*** Opening EXTRACTED RECORDS ***

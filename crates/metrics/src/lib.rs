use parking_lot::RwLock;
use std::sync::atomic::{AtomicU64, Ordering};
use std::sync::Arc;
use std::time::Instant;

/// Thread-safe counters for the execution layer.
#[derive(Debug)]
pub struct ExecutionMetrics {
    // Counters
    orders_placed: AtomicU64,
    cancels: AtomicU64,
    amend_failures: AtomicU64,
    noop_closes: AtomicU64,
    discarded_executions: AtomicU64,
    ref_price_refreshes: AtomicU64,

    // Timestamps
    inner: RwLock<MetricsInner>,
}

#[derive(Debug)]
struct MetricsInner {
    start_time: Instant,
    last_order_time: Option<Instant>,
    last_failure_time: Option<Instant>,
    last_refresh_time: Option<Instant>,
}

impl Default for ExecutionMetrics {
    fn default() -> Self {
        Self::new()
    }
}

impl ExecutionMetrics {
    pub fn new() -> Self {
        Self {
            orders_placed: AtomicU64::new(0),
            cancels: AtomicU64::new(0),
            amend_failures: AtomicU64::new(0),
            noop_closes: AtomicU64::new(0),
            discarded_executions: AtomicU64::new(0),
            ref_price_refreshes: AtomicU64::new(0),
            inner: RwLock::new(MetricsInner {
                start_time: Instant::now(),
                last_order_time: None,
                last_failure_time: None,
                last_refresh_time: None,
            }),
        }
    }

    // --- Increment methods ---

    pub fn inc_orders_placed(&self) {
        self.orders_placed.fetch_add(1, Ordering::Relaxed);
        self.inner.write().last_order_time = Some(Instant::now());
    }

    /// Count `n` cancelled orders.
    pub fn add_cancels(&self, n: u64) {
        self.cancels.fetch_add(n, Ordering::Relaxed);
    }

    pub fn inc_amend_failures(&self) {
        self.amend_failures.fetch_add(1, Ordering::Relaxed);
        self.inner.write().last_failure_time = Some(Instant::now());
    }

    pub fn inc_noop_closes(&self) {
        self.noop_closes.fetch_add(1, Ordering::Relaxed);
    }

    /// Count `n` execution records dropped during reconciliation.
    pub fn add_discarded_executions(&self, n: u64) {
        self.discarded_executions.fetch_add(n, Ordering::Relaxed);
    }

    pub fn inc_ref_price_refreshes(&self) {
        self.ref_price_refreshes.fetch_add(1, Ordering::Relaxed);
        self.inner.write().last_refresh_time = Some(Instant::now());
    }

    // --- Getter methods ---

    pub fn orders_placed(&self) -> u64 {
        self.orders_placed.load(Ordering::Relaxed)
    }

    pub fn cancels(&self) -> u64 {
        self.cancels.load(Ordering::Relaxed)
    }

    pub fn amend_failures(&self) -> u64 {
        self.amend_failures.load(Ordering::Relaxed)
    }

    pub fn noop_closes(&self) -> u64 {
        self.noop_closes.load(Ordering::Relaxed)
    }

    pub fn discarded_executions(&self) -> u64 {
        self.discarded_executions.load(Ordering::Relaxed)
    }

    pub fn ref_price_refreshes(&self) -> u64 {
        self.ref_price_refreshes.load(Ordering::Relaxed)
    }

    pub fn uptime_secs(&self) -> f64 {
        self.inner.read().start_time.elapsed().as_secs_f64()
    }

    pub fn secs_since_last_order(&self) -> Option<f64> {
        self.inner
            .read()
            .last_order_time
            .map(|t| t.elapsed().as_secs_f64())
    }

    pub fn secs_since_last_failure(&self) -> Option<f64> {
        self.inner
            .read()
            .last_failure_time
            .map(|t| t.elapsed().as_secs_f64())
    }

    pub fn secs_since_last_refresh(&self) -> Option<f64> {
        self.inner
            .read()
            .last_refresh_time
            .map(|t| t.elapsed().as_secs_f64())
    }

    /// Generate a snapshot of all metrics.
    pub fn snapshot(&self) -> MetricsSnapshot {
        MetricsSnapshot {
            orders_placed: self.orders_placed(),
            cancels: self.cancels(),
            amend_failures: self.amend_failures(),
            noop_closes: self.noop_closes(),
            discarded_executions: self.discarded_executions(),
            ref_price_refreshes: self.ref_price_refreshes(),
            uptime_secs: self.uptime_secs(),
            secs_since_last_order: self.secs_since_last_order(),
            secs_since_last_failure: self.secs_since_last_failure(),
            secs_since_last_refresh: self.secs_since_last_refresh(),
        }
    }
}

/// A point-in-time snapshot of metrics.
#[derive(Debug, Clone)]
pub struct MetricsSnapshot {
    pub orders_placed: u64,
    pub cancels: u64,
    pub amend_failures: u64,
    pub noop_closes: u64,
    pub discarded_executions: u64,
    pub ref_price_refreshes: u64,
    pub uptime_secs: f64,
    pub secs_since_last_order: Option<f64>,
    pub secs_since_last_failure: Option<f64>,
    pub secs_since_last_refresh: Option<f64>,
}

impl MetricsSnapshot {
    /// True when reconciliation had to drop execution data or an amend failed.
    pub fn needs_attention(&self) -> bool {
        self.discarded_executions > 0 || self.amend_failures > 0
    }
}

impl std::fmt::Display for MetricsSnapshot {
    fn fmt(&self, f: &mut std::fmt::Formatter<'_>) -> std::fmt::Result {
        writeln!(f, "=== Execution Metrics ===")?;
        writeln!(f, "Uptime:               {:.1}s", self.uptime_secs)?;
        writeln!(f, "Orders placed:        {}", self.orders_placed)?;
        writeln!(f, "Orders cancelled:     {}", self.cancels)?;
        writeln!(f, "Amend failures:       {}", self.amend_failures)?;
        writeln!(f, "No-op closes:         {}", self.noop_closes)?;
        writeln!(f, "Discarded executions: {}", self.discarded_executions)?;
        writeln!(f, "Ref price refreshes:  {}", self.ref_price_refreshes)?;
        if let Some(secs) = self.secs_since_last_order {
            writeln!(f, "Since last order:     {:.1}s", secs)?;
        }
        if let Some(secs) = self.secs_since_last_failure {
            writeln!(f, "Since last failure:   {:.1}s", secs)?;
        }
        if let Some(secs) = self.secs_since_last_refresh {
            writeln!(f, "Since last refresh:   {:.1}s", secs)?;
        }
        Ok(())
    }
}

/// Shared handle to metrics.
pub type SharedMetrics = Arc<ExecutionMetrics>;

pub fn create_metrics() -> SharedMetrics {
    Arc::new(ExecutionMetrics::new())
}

*** Closing EXTRACTED RECORDS ***

What is wanted is every line above, written out exactly.

- [TASK RESULT]
filename crates/metrics/src/lib.rs
use parking_lot::RwLock;
use std::sync::atomic::{AtomicU64, Ordering};
use std::sync::Arc;
use std::time::Instant;

/// Thread-safe counters for the execution layer.
#[derive(Debug)]
pub struct ExecutionMetrics {
    // Counters
    orders_placed: AtomicU64,
    cancels: AtomicU64,
    amend_failures: AtomicU64,
    noop_closes: AtomicU64,
    discarded_executions: AtomicU64,
    ref_price_refreshes: AtomicU64,

    // Timestamps
    inner: RwLock<MetricsInner>,
}

#[derive(Debug)]
struct MetricsInner {
    start_time: Instant,
    last_order_time: Option<Instant>,
    last_failure_time: Option<Instant>,
    last_refresh_time: Option<Instant>,
}

impl Default for ExecutionMetrics {
    fn default() -> Self {
        Self::new()
    }
}

impl ExecutionMetrics {
    pub fn new() -> Self {
        Self {
            orders_placed: AtomicU64::new(0),
            cancels: AtomicU64::new(0),
            amend_failures: AtomicU64::new(0),
            noop_closes: AtomicU64::new(0),
            discarded_executions: AtomicU64::new(0),
            ref_price_refreshes: AtomicU64::new(0),
            inner: RwLock::new(MetricsInner {
                start_time: Instant::now(),
                last_order_time: None,
                last_failure_time: None,
                last_refresh_time: None,
            }),
        }
    }

    // --- Increment methods ---

    pub fn inc_orders_placed(&self) {
        self.orders_placed.fetch_add(1, Ordering::Relaxed);
        self.inner.write().last_order_time = Some(Instant::now());
    }

    /// Count `n` cancelled orders.
    pub fn add_cancels(&self, n: u64) {
        self.cancels.fetch_add(n, Ordering::Relaxed);
    }

    pub fn inc_amend_failures(&self) {
        self.amend_failures.fetch_add(1, Ordering::Relaxed);
        self.inner.write().last_failure_time = Some(Instant::now());
    }

    pub fn inc_noop_closes(&self) {
        self.noop_closes.fetch_add(1, Ordering::Relaxed);
    }

    /// Count `n` execution records dropped during reconciliation.
    pub fn add_discarded_executions(&self, n: u64) {
        self.discarded_executions.fetch_add(n, Ordering::Relaxed);
    }

    pub fn inc_ref_price_refreshes(&self) {
        self.ref_price_refreshes.fetch_add(1, Ordering::Relaxed);
        self.inner.write().last_refresh_time = Some(Instant::now());
    }

    // --- Getter methods ---

    pub fn orders_placed(&self) -> u64 {
        self.orders_placed.load(Ordering::Relaxed)
    }

    pub fn cancels(&self) -> u64 {
        self.cancels.load(Ordering::Relaxed)
    }

    pub fn amend_failures(&self) -> u64 {
        self.amend_failures.load(Ordering::Relaxed)
    }

    pub fn noop_closes(&self) -> u64 {
        self.noop_closes.load(Ordering::Relaxed)
    }

    pub fn discarded_executions(&self) -> u64 {
        self.discarded_executions.load(Ordering::Relaxed)
    }

    pub fn ref_price_refreshes(&self) -> u64 {
        self.ref_price_refreshes.load(Ordering::Relaxed)
    }

    pub fn uptime_secs(&self) -> f64 {
        self.inner.read().start_time.elapsed().as_secs_f64()
    }

    pub fn secs_since_last_order(&self) -> Option<f64> {
        self.inner
            .read()
            .last_order_time
            .map(|t| t.elapsed().as_secs_f64())
    }

    pub fn secs_since_last_failure(&self) -> Option<f64> {
        self.inner
            .read()
            .last_failure_time
            .map(|t| t.elapsed().as_secs_f64())
    }

    pub fn secs_since_last_refresh(&self) -> Option<f64> {
        self.inner
            .read()
            .last_refresh_time
            .map(|t| t.elapsed().as_secs_f64())
    }

    /// Generate a snapshot of all metrics.
    pub fn snapshot(&self) -> MetricsSnapshot {
        MetricsSnapshot {
            orders_placed: self.orders_placed(),
            cancels: self.cancels(),
            amend_failures: self.amend_failures(),
            noop_closes: self.noop_closes(),
            discarded_executions: self.discarded_executions(),
            ref_price_refreshes: self.ref_price_refreshes(),
            uptime_secs: self.uptime_secs(),
            secs_since_last_order: self.secs_since_last_order(),
            secs_since_last_failure: self.secs_since_last_failure(),
            secs_since_last_refresh: self.secs_since_last_refresh(),
        }
    }
}

/// A point-in-time snapshot of metrics.
#[derive(Debug, Clone)]
pub struct MetricsSnapshot {
    pub orders_placed: u64,
    pub cancels: u64,
    pub amend_failures: u64,
    pub noop_closes: u64,
    pub discarded_executions: u64,
    pub ref_price_refreshes: u64,
    pub uptime_secs: f64,
    pub secs_since_last_order: Option<f64>,
    pub secs_since_last_failure: Option<f64>,
    pub secs_since_last_refresh: Option<f64>,
}

impl MetricsSnapshot {
    /// True when reconciliation had to drop execution data or an amend failed.
    pub fn needs_attention(&self) -> bool {
        self.discarded_executions > 0 || self.amend_failures > 0
    }
}

impl std::fmt::Display for MetricsSnapshot {
    fn fmt(&self, f: &mut std::fmt::Formatter<'_>) -> std::fmt::Result {
        writeln!(f, "=== Execution Metrics ===")?;
        writeln!(f, "Uptime:               {:.1}s", self.uptime_secs)?;
        writeln!(f, "Orders placed:        {}", self.orders_placed)?;
        writeln!(f, "Orders cancelled:     {}", self.cancels)?;
        writeln!(f, "Amend failures:       {}", self.amend_failures)?;
        writeln!(f, "No-op closes:         {}", self.noop_closes)?;
        writeln!(f, "Discarded executions: {}", self.discarded_executions)?;
        writeln!(f, "Ref price refreshes:  {}", self.ref_price_refreshes)?;
        if let Some(secs) = self.secs_since_last_order {
            writeln!(f, "Since last order:     {:.1}s", secs)?;
        }
        if let Some(secs) = self.secs_since_last_failure {
            writeln!(f, "Since last failure:   {:.1}s", secs)?;
        }
        if let Some(secs) = self.secs_since_last_refresh {
            writeln!(f, "Since last refresh:   {:.1}s", secs)?;
        }
        Ok(())
    }
}

/// Shared handle to metrics.
pub type SharedMetrics = Arc<ExecutionMetrics>;

pub fn create_metrics() -> SharedMetrics {
    Arc::new(ExecutionMetrics::new())
}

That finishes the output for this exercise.